//! Incremental JSON framing of the CLI stdout.

use std::collections::VecDeque;

use futures::StreamExt;
use serde_json::Value;
use tokio::io::AsyncRead;
use tokio::sync::mpsc;
use tokio_util::codec::{FramedRead, LinesCodec, LinesCodecError};
use tracing::{debug, trace};

use super::Shared;
use crate::protocol::{ControlResponse, Message};
use crate::{Error, Result};

/// Accumulates line fragments until they form complete JSON objects.
///
/// Tolerates several objects on one line, one object spread over several
/// lines, and blank lines. Incomplete JSON is never an error; exceeding the
/// size limit or malformed JSON is.
#[derive(Debug)]
pub struct FrameBuffer {
    buf: String,
    max_size: usize,
}

impl FrameBuffer {
    pub fn new(max_size: usize) -> Self {
        Self {
            buf: String::new(),
            max_size,
        }
    }

    /// Bytes of an incomplete frame currently held.
    pub fn len(&self) -> usize {
        self.buf.len()
    }

    pub fn is_empty(&self) -> bool {
        self.buf.is_empty()
    }

    /// Feed one line of input, pushing every frame it completes onto `frames`.
    ///
    /// Frames completed before a failure are still pushed. On failure the
    /// buffer is reset.
    ///
    /// # Errors
    ///
    /// [`Error::Decode`] when the buffered frame would exceed the maximum
    /// size, when the input is not valid JSON, or when a complete value is
    /// not an object.
    pub fn push_line(&mut self, line: &str, frames: &mut Vec<Value>) -> Result<()> {
        for fragment in line.split('\n').map(str::trim) {
            if fragment.is_empty() {
                continue;
            }

            let size = self.buf.len() + fragment.len();
            if size > self.max_size {
                self.buf.clear();
                return Err(Error::decode(format!(
                    "JSON frame of {size} bytes exceeds maximum buffer size of {} bytes",
                    self.max_size
                )));
            }

            self.buf.push_str(fragment);
            if let Err(e) = self.drain_complete(frames) {
                self.buf.clear();
                return Err(e);
            }
        }
        Ok(())
    }

    fn drain_complete(&mut self, frames: &mut Vec<Value>) -> Result<()> {
        let mut values = serde_json::Deserializer::from_str(&self.buf).into_iter::<Value>();
        let mut consumed = 0;

        let outcome = loop {
            match values.next() {
                None => break Ok(()),
                Some(Ok(value)) => {
                    consumed = values.byte_offset();
                    if !value.is_object() {
                        break Err(Error::decode(format!(
                            "expected a JSON object, got {}",
                            value.to_string().chars().take(100).collect::<String>()
                        )));
                    }
                    frames.push(value);
                }
                // Incomplete; wait for more input.
                Some(Err(e)) if e.is_eof() => break Ok(()),
                Some(Err(e)) => break Err(Error::json_parse(e, &self.buf)),
            }
        };

        self.buf.drain(..consumed);
        outcome
    }
}

/// Reads frames from an async byte stream.
///
/// Lines are limited to the maximum buffer size as well, so a single
/// unterminated line cannot grow without bound.
pub struct FrameDecoder<R> {
    lines: FramedRead<R, LinesCodec>,
    buffer: FrameBuffer,
    ready: VecDeque<Value>,
    failure: Option<Error>,
    finished: bool,
}

impl<R: AsyncRead + Unpin> FrameDecoder<R> {
    pub fn new(reader: R, max_buffer_size: usize) -> Self {
        Self {
            lines: FramedRead::new(reader, LinesCodec::new_with_max_length(max_buffer_size)),
            buffer: FrameBuffer::new(max_buffer_size),
            ready: VecDeque::new(),
            failure: None,
            finished: false,
        }
    }

    /// Next complete frame, or `Ok(None)` at end of input.
    ///
    /// An error is terminal: every later call returns `Ok(None)`.
    pub async fn next_frame(&mut self) -> Result<Option<Value>> {
        loop {
            if let Some(frame) = self.ready.pop_front() {
                return Ok(Some(frame));
            }
            if let Some(e) = self.failure.take() {
                self.finished = true;
                return Err(e);
            }
            if self.finished {
                return Ok(None);
            }

            match self.lines.next().await {
                None => {
                    self.finished = true;
                    if !self.buffer.is_empty() {
                        debug!(
                            bytes = self.buffer.len(),
                            "discarding incomplete frame at end of output"
                        );
                    }
                    return Ok(None);
                }
                Some(Ok(line)) => {
                    let mut frames = Vec::new();
                    if let Err(e) = self.buffer.push_line(&line, &mut frames) {
                        self.failure = Some(e);
                    }
                    self.ready.extend(frames);
                }
                Some(Err(LinesCodecError::MaxLineLengthExceeded)) => {
                    self.finished = true;
                    return Err(Error::decode(format!(
                        "line exceeds maximum buffer size of {} bytes",
                        self.buffer.max_size
                    )));
                }
                Some(Err(LinesCodecError::Io(e))) => {
                    self.finished = true;
                    return Err(Error::io("failed to read CLI stdout", e));
                }
            }
        }
    }
}

/// Why dispatching stopped without an error.
#[derive(Debug, Clone, Copy, PartialEq, Eq)]
pub(crate) enum StreamEnd {
    /// The CLI closed stdout.
    Eof,
    /// A result message was emitted under the close-on-result policy.
    ResultReceived,
    /// The consumer dropped the stream.
    ReceiverDropped,
}

/// Route decoded frames until the input ends.
///
/// Control responses go to the control table; everything else is decoded
/// into a [`Message`] and sent downstream in arrival order.
pub(crate) async fn dispatch_frames<R: AsyncRead + Unpin>(
    decoder: &mut FrameDecoder<R>,
    shared: &Shared,
    tx: &mpsc::Sender<Result<Message>>,
    close_on_result: bool,
) -> Result<StreamEnd> {
    while let Some(frame) = decoder.next_frame().await? {
        if let Some(response) = ControlResponse::from_frame(&frame) {
            shared.control.complete(response);
            continue;
        }

        let message = Message::from_value(frame);
        trace!(message_type = message.message_type(), "decoded message");
        if let Some(id) = message.session_id() {
            shared.record_session(id);
        }

        let is_result = message.is_result();
        if tx.send(Ok(message)).await.is_err() {
            return Ok(StreamEnd::ReceiverDropped);
        }
        if close_on_result && is_result {
            return Ok(StreamEnd::ResultReceived);
        }
    }
    Ok(StreamEnd::Eof)
}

========

About this exercise – Using the records above, give the count of lines with the word "Unpin", and write nothing more.

Response – 2